The input »
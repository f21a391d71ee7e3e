//! Vault configuration
//!
//! Stores non-sensitive configuration in a plain JSON file: where account
//! directories live, where the built-in icons are, and the encryption work
//! factor. Readable without any password.

use directories::ProjectDirs;
use serde::{Deserialize, Serialize};
use std::path::{Path, PathBuf};
use tracing::debug;

use crate::crypto::DEFAULT_ITERATIONS;
use crate::error::{Result, VaultError};

fn default_iterations() -> u32 {
    DEFAULT_ITERATIONS
}

fn default_language() -> String {
    "en".to_string()
}

/// Vault configuration
#[derive(Debug, Clone, PartialEq, Eq, Serialize, Deserialize)]
#[serde(rename_all = "camelCase")]
pub struct VaultConfig {
    /// Directory holding one sub-directory per account
    pub accounts_dir: PathBuf,
    /// Directory of built-in fallback icons
    pub ui_icons_dir: PathBuf,
    /// PBKDF2 work factor for blob and field encryption
    #[serde(default = "default_iterations")]
    pub encryption_iterations: u32,
    /// Language tag written for new accounts
    #[serde(default = "default_language")]
    pub default_language: String,
}

impl VaultConfig {
    /// Configuration rooted in the platform data directory
    pub fn new() -> Result<Self> {
        Ok(Self::with_root(&Self::default_root()?))
    }

    /// Configuration rooted at `root` (tests, portable installs)
    pub fn with_root(root: &Path) -> Self {
        Self {
            accounts_dir: root.join("accounts"),
            ui_icons_dir: root.join("iconbank").join("iconui"),
            encryption_iterations: default_iterations(),
            default_language: default_language(),
        }
    }

    /// Get the platform data directory
    pub fn default_root() -> Result<PathBuf> {
        ProjectDirs::from("org", "sitevault", "sitevault")
            .map(|dirs| dirs.data_dir().to_path_buf())
            .ok_or_else(|| VaultError::NotFound("Could not determine data directory".to_string()))
    }

    /// Load configuration from `path`, falling back to defaults when absent
    pub fn load(path: &Path) -> Result<Self> {
        if !path.exists() {
            debug!("No config file at {:?}, using defaults", path);
            return Self::new();
        }

        let contents = std::fs::read_to_string(path)?;
        let config: Self = serde_json::from_str(&contents)?;
        config.validate()?;

        debug!("Loaded config from {:?}", path);
        Ok(config)
    }

    /// Save configuration to `path`
    pub fn save(&self, path: &Path) -> Result<()> {
        self.validate()?;
        let contents = serde_json::to_string_pretty(self)?;

        // Write atomically using temp file
        let temp_path = path.with_extension("tmp");
        std::fs::write(&temp_path, &contents)?;
        std::fs::rename(&temp_path, path)?;

        debug!("Saved config to {:?}", path);
        Ok(())
    }

    /// Reject values the vault cannot work with
    pub fn validate(&self) -> Result<()> {
        if self.encryption_iterations == 0 {
            return Err(VaultError::Validation(
                "encryptionIterations must be positive".to_string(),
            ));
        }
        if !is_valid_language(&self.default_language) {
            return Err(VaultError::Validation(format!(
                "Invalid default language: {}",
                self.default_language
            )));
        }
        Ok(())
    }
}

/// Language tags are two ASCII letters, e.g. "en"
pub fn is_valid_language(language: &str) -> bool {
    language.len() == 2 && language.chars().all(|c| c.is_ascii_alphabetic())
}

Exercise directions »
Please state the number of lines in the listing that include the word "join", with no other words.

Result »
2